NumPy is used for high-performance vector and matrix computations. Pandas is a library for manipulating and analyzing tabular data. Seaborn and matplotlib are both libraries used to create graphs, charts, and other data visualizations.

After running these imports, whenever you want to use a function from one of these libraries, precede the function with the alias. Returning to the example with NumPy’s array() function, after aliasing, you’d write:

np.array([2, 4, 6])
Importing modules

Recall from the previous example

import matplotlib.pyplot as plt

You may have noticed that this syntax differs slightly from the other examples. In this case, matplotlib is the library and pyplot is a module inside. The pyplot module is aliased as plt, and it’s accessed from the matplotlib library using the dot. 

Importing functions

Just as you can import libraries and modules, you can also import individual functions from libraries or from modules within libraries using a specific syntax. Here’s an example depicting a common import when using the scikit-learn library to build machine learning models:

from sklearn.metrics import precision_score, recall_score

Again, notice the different syntax. The import statement begins with the from keyword, followed by sklearn.metrics—the scikit-learn library + the metrics module. Next is the import keyword followed by the desired functions. In this case, there are two: precision_score and recall_score

The same syntax can be applied to the example using NumPy’s array() function. However, note that you typically would not encounter individual functions being imported from NumPy. It’s much easier and more common to just import the whole library.

from numpy import array

When a function is imported by name, like in this example, you can use it without any preceding syntax to indicate the library or module that it comes from:

array([2,4,6])

Discouraged syntax

One last syntactical variation that you might encounter is:

from library.module import *

This imports everything from a particular library or module and allows you to use its functions without any preceding syntax. So, for instance, if you wrote from numpy import *,  you’d be able to use all of NumPy’s functions without preceding them with numpy or np. This approach is not recommended because it makes it difficult to track where functions come from. However, it’s helpful to be aware of this because you will likely encounter it in your work as a data professional. And, in specific instances, it might be useful.  
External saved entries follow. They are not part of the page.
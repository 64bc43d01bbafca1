//! Painter backend drawing through `egui::Painter`.

use egui::{Color32, Image, ImageSource, Pos2, Rect, Shape, Stroke, Ui};
use fabkit_core::{OverlayGraphic, Paint, PaintStyle, Rgba};
use fabkit_render::{Painter, Sweep};
use kurbo::Affine;

/// Segments used to approximate a full turn for partial arcs.
const ARC_SEGMENTS: usize = 64;

/// Convert a style color to an egui color.
pub fn to_color32(color: Rgba) -> Color32 {
    Color32::from_rgba_unmultiplied(color.r, color.g, color.b, color.a)
}

/// Convert a kurbo rect (after `transform`) into an egui rect.
pub fn to_egui_rect(rect: kurbo::Rect, transform: Affine) -> Rect {
    let r = transform.transform_rect_bbox(rect);
    Rect::from_min_max(
        Pos2::new(r.x0 as f32, r.y0 as f32),
        Pos2::new(r.x1 as f32, r.y1 as f32),
    )
}

/// Points along the arc inscribed in `rect`, starting at the center.
pub fn pie_points(rect: Rect, sweep: Sweep) -> Vec<Pos2> {
    let center = rect.center();
    let (rx, ry) = (rect.width() / 2.0, rect.height() / 2.0);
    let steps = ((sweep.sweep_degrees.abs() / 360.0) * ARC_SEGMENTS as f64).ceil().max(1.0) as usize;
    let start = sweep.start_degrees.to_radians();
    let step = sweep.sweep_degrees.to_radians() / steps as f64;

    let mut points = Vec::with_capacity(steps + 2);
    points.push(center);
    for i in 0..=steps {
        let angle = start + step * i as f64;
        points.push(Pos2::new(
            center.x + rx * angle.cos() as f32,
            center.y + ry * angle.sin() as f32,
        ));
    }
    points
}

/// Paints button layers into a `Ui`.
pub struct EguiPainter<'a> {
    ui: &'a Ui,
    overlay_source: Option<ImageSource<'a>>,
}

impl<'a> EguiPainter<'a> {
    pub fn new(ui: &'a Ui) -> Self {
        Self {
            ui,
            overlay_source: None,
        }
    }

    /// Image to draw for the overlay. Without it, the overlay's asset key is
    /// used as an image URI.
    pub fn with_overlay_source(mut self, source: Option<ImageSource<'a>>) -> Self {
        self.overlay_source = source;
        self
    }
}

impl Painter for EguiPainter<'_> {
    fn fill_arc(&mut self, rect: kurbo::Rect, sweep: Sweep, paint: &Paint, transform: Affine) {
        let rect = to_egui_rect(rect, transform);
        let color = to_color32(paint.color);
        if sweep.is_full() {
            self.ui
                .painter()
                .circle_filled(rect.center(), rect.width().min(rect.height()) / 2.0, color);
        } else {
            self.ui
                .painter()
                .add(Shape::convex_polygon(pie_points(rect, sweep), color, Stroke::NONE));
        }
    }

    fn stroke_arc(&mut self, rect: kurbo::Rect, sweep: Sweep, paint: &Paint, transform: Affine) {
        let rect = to_egui_rect(rect, transform);
        let scale = transform.as_coeffs()[0].abs() as f32;
        let width = match paint.style {
            PaintStyle::Stroke { width: 0 } | PaintStyle::Fill => 1.0,
            PaintStyle::Stroke { width } => width as f32 * scale,
        };
        let stroke = Stroke::new(width, to_color32(paint.color));
        if sweep.is_full() {
            self.ui
                .painter()
                .circle_stroke(rect.center(), rect.width().min(rect.height()) / 2.0, stroke);
        } else {
            self.ui
                .painter()
                .add(Shape::closed_line(pie_points(rect, sweep), stroke));
        }
    }

    fn draw_overlay(&mut self, overlay: &OverlayGraphic, target: kurbo::Rect, transform: Affine) {
        let rect = to_egui_rect(target, transform);
        if rect.width() <= 0.0 || rect.height() <= 0.0 {
            return;
        }
        let source = self
            .overlay_source
            .clone()
            .unwrap_or_else(|| ImageSource::from(overlay.asset.clone()));
        Image::new(source).paint_at(self.ui, rect);
    }
}
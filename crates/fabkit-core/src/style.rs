//! Style record owned by a circular button.

use crate::color::Rgba;
use serde::{Deserialize, Serialize};

/// Radius used when the configuration does not supply one.
pub const DEFAULT_RADIUS: u32 = 100;
/// Stroke width used when the configuration does not supply one.
pub const DEFAULT_STROKE_WIDTH: u32 = 2;
/// Fill color used when the configuration does not supply one.
pub const DEFAULT_FILL_COLOR: Rgba = Rgba::BLACK;
/// Stroke color used when the configuration does not supply one.
pub const DEFAULT_STROKE_COLOR: Rgba = Rgba::BLUE;
/// Overlay inset as a fraction of the bounding arc side.
pub const DEFAULT_OVERLAY_INSET: f64 = 0.25;

/// Diameter of a normal action button, in density-independent units.
pub const FAB_SIZE_NORMAL_DP: f64 = 56.0;
/// Diameter of a mini action button, in density-independent units.
pub const FAB_SIZE_MINI_DP: f64 = 40.0;

/// Named size preset.
#[derive(Debug, Clone, Copy, PartialEq, Eq, Default, Serialize, Deserialize)]
#[serde(rename_all = "lowercase")]
pub enum SizeClass {
    Normal,
    Mini,
    /// Neither preset; the radius attribute is used as-is.
    #[default]
    Unspecified,
}

impl SizeClass {
    /// Preset diameter in density-independent units.
    pub fn preset_dp(self) -> Option<f64> {
        match self {
            SizeClass::Normal => Some(FAB_SIZE_NORMAL_DP),
            SizeClass::Mini => Some(FAB_SIZE_MINI_DP),
            SizeClass::Unspecified => None,
        }
    }

    /// Preset diameter converted to pixels for the given density scale.
    pub fn preset_diameter(self, density: f64) -> Option<u32> {
        self.preset_dp().map(|dp| (dp * density).round() as u32)
    }
}

/// Handle to the graphic drawn on top of the button.
///
/// The intrinsic size is informational only; the overlay is always fitted
/// into the inset box computed from the bounding arc.
#[derive(Debug, Clone, PartialEq, Eq, Serialize, Deserialize)]
#[serde(rename_all = "camelCase")]
pub struct OverlayGraphic {
    /// Asset key the rendering backend resolves.
    pub asset: String,
    #[serde(default, skip_serializing_if = "Option::is_none")]
    pub intrinsic_width: Option<u32>,
    #[serde(default, skip_serializing_if = "Option::is_none")]
    pub intrinsic_height: Option<u32>,
}

impl OverlayGraphic {
    pub fn new(asset: impl Into<String>) -> Self {
        Self {
            asset: asset.into(),
            intrinsic_width: None,
            intrinsic_height: None,
        }
    }

    /// Attach the asset's intrinsic size.
    pub fn with_intrinsic_size(mut self, width: u32, height: u32) -> Self {
        self.intrinsic_width = Some(width);
        self.intrinsic_height = Some(height);
        self
    }
}

/// Resolved style of a circular button.
#[derive(Debug, Clone, PartialEq, Serialize, Deserialize)]
#[serde(rename_all = "camelCase")]
pub struct WidgetStyle {
    /// Radius in pixels. 0 means "derive from the first measure pass".
    pub radius: u32,
    pub fill_color: Rgba,
    pub stroke_color: Rgba,
    pub stroke_width: u32,
    pub size_class: SizeClass,
    pub overlay: Option<OverlayGraphic>,
    /// Fraction of the bounding arc side trimmed from each edge to place the
    /// overlay. Kept within `[0, 0.5]`.
    pub overlay_inset: f64,
}

impl Default for WidgetStyle {
    fn default() -> Self {
        Self {
            radius: DEFAULT_RADIUS,
            fill_color: DEFAULT_FILL_COLOR,
            stroke_color: DEFAULT_STROKE_COLOR,
            stroke_width: DEFAULT_STROKE_WIDTH,
            size_class: SizeClass::Unspecified,
            overlay: None,
            overlay_inset: DEFAULT_OVERLAY_INSET,
        }
    }
}

impl WidgetStyle {
    /// Paint used for the filled disc.
    pub fn fill_paint(&self) -> Paint {
        Paint {
            color: self.fill_color,
            style: PaintStyle::Fill,
            anti_alias: true,
        }
    }

    /// Paint used for the ring around the disc.
    pub fn stroke_paint(&self) -> Paint {
        Paint {
            color: self.stroke_color,
            style: PaintStyle::Stroke {
                width: self.stroke_width,
            },
            anti_alias: true,
        }
    }
}

/// How a shape is painted.
#[derive(Debug, Clone, Copy, PartialEq, Eq, Serialize, Deserialize)]
#[serde(rename_all = "camelCase", tag = "kind")]
pub enum PaintStyle {
    Fill,
    Stroke { width: u32 },
}

/// Color plus painting mode for one layer of the button.
#[derive(Debug, Clone, Copy, PartialEq, Eq, Serialize, Deserialize)]
#[serde(rename_all = "camelCase")]
pub struct Paint {
    pub color: Rgba,
    pub style: PaintStyle,
    pub anti_alias: bool,
}
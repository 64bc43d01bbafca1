//! fabkit Render Library
//!
//! Renderer abstraction and implementations for the circular action button.
//! The default implementation uses Vello for GPU-accelerated rendering.

mod draw_list;
mod renderer;

#[cfg(feature = "vello-renderer")]
mod vello_impl;

pub use draw_list::{DrawList, DrawOp};
pub use renderer::{Painter, RenderContext, RenderResult, RendererError, Sweep, render_button};

#[cfg(feature = "vello-renderer")]
pub use vello_impl::VelloPainter;
//! fabkit application shell.
//!
//! Reads a configuration bundle, runs the measure and render passes the way a
//! host container would, and reports the outcome as JSON.

pub mod cli;

pub use cli::{Cli, parse_constraint};

use fabkit_core::{
    CircularButton, ConfigBundle, MeasurePolicy, ResolveError, ResolverConfig, WidgetStyle,
};
use fabkit_render::{DrawList, RenderContext, render_button};
use kurbo::{Point, Rect};
use serde::Serialize;
use thiserror::Error;

/// Application errors.
#[derive(Debug, Error)]
pub enum AppError {
    #[error("Failed to read bundle: {0}")]
    Io(#[from] std::io::Error),
    #[error(transparent)]
    Resolve(#[from] ResolveError),
    #[error("Failed to serialize report: {0}")]
    Json(#[from] serde_json::Error),
    #[error("Invalid constraint {0:?}: expected exact:N, at-most:N or unconstrained")]
    InvalidConstraint(String),
}

/// Result type for application operations.
pub type AppResult<T> = Result<T, AppError>;

/// Outcome of one measure and render cycle.
#[derive(Debug, Clone, Serialize)]
#[serde(rename_all = "camelCase")]
pub struct Report {
    pub width: u32,
    pub height: u32,
    pub effective_radius: u32,
    pub bounding_arc: Option<Rect>,
    pub style: WidgetStyle,
    pub draw_list: DrawList,
}

impl Report {
    pub fn to_json(&self, pretty: bool) -> AppResult<String> {
        Ok(if pretty {
            serde_json::to_string_pretty(self)?
        } else {
            serde_json::to_string(self)?
        })
    }
}

/// Resolve the bundle named on the command line, measure it and render it.
pub fn run(cli: &Cli) -> AppResult<Report> {
    let json = std::fs::read_to_string(&cli.bundle)?;
    let bundle = ConfigBundle::from_json(&json)?;
    log::info!("Loaded bundle from {}", cli.bundle.display());

    let config = ResolverConfig::new(cli.density).require_overlay(cli.require_overlay);
    let policy = if cli.legacy {
        MeasurePolicy::legacy()
    } else {
        MeasurePolicy::default()
    };
    let mut button = CircularButton::new(&bundle, &config)?.with_policy(policy);

    let measured = button.measure(cli.width, cli.height);
    log::info!(
        "Measured {}x{} (radius {})",
        measured.width,
        measured.height,
        button.effective_radius()
    );

    let bounds = Rect::from_origin_size(Point::ZERO, measured.to_size());
    let ctx = RenderContext::new().with_hairline_offset(cli.hairline);
    let mut draw_list = DrawList::new();
    render_button(&mut draw_list, &button, bounds, &ctx);

    Ok(Report {
        width: measured.width,
        height: measured.height,
        effective_radius: button.effective_radius(),
        bounding_arc: button.bounding_arc(),
        style: button.style().clone(),
        draw_list,
    })
}

#[cfg(test)]
mod tests {
    use super::*;
    use clap::Parser;
    use std::io::Write;

    fn bundle_file(json: &str) -> tempfile::NamedTempFile {
        let mut file = tempfile::NamedTempFile::new().unwrap();
        file.write_all(json.as_bytes()).unwrap();
        file
    }

    fn cli_for(file: &tempfile::NamedTempFile, extra: &[&str]) -> Cli {
        let path = file.path().to_str().unwrap().to_string();
        let mut args = vec!["fabkit".to_string(), path];
        args.extend(extra.iter().map(|s| s.to_string()));
        Cli::try_parse_from(args).unwrap()
    }

    const END_TO_END: &str = r##"{
        "radius": 0,
        "fillColor": "#FF0000FF",
        "strokeColor": "#00FF00FF",
        "strokeWidth": 4,
        "overlayGraphic": { "asset": "ic_add" }
    }"##;

    #[test]
    fn test_run_end_to_end() {
        let file = bundle_file(END_TO_END);
        let report = run(&cli_for(&file, &[])).unwrap();
        assert_eq!((report.width, report.height), (200, 200));
        assert_eq!(report.effective_radius, 100);
        assert_eq!(report.style.radius, 0);
        assert_eq!(report.bounding_arc, Some(Rect::new(2.0, 2.0, 198.0, 198.0)));
        assert_eq!(report.draw_list.len(), 3);
    }

    #[test]
    fn test_run_legacy_ignores_bound() {
        let file = bundle_file(r#"{ "radius": 90 }"#);
        let clamped = run(&cli_for(&file, &["--width", "at-most:100", "--height", "at-most:100"]))
            .unwrap();
        assert_eq!((clamped.width, clamped.height), (100, 100));

        let legacy = run(&cli_for(
            &file,
            &["--width", "at-most:100", "--height", "at-most:100", "--legacy"],
        ))
        .unwrap();
        assert_eq!((legacy.width, legacy.height), (180, 180));
    }

    #[test]
    fn test_run_require_overlay() {
        let file = bundle_file("{}");
        assert!(matches!(
            run(&cli_for(&file, &["--require-overlay"])),
            Err(AppError::Resolve(ResolveError::MissingRequiredAsset))
        ));
    }

    #[test]
    fn test_run_missing_file() {
        let cli = Cli::try_parse_from(["fabkit", "/nonexistent/fabkit/bundle.json"]).unwrap();
        assert!(matches!(run(&cli), Err(AppError::Io(_))));
    }

    #[test]
    fn test_report_json() {
        let file = bundle_file(END_TO_END);
        let report = run(&cli_for(&file, &[])).unwrap();
        let value: serde_json::Value =
            serde_json::from_str(&report.to_json(false).unwrap()).unwrap();
        assert_eq!(value["effectiveRadius"], 100);
        assert_eq!(value["style"]["strokeColor"], "#00FF00FF");
        assert_eq!(value["drawList"]["ops"][2]["asset"], "ic_add");
    }
}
Commonly used built-in modules
The Python standard library comes with a number of built-in modules relevant to data professional work such as math, datetime, and random. These can be imported without additional installation. In other words, you can import them directly, as long as you have Python installed. For example:

datetime

  • Provides many helpful date and time conversions and calculations
import datetime  
date = datetime.date(1977, 5, 8)       # assign a date to a variable
print(date)                            # print date
print(date.year)                       # print the year that the date is in

delta = datetime.timedelta(days=30)    # assign a timedelta of 30 days to a 
                                       # variable
print(date - delta)                    # print date of 30 days prior 

math

  • Provides access to mathematical functions
import math  
print(math.exp(0))          # e**0
print(math.log(1))          # ln(1)
print(math.factorial(4))    # 4! 
print(math.sqrt(100))       # square root of 100

random

  • Useful for generating pseudo-random numbers (refer to the documentation for explanation of pseudo-random number generation)
import random
print(random.random())          # 0.0 <= X < 1.0
print(random.choice([1, 2, 3])) # choose a random element from a sequence
print(random.randint(1, 10))    # a <= X <= b

Libraries, packages, and modules are gateways to Python’s countless capabilities. Understanding how to leverage them for your own coding needs will unlock new tools and functions that make your work much more efficient. Check out the Python Package Index at the PyPI repository to search for useful libraries. There are packages designed for applications as diverse as chemistry, audio editing, natural language processing, and video games. Whatever it is you’re trying to do, chances are someone has developed a suite of tools to help you!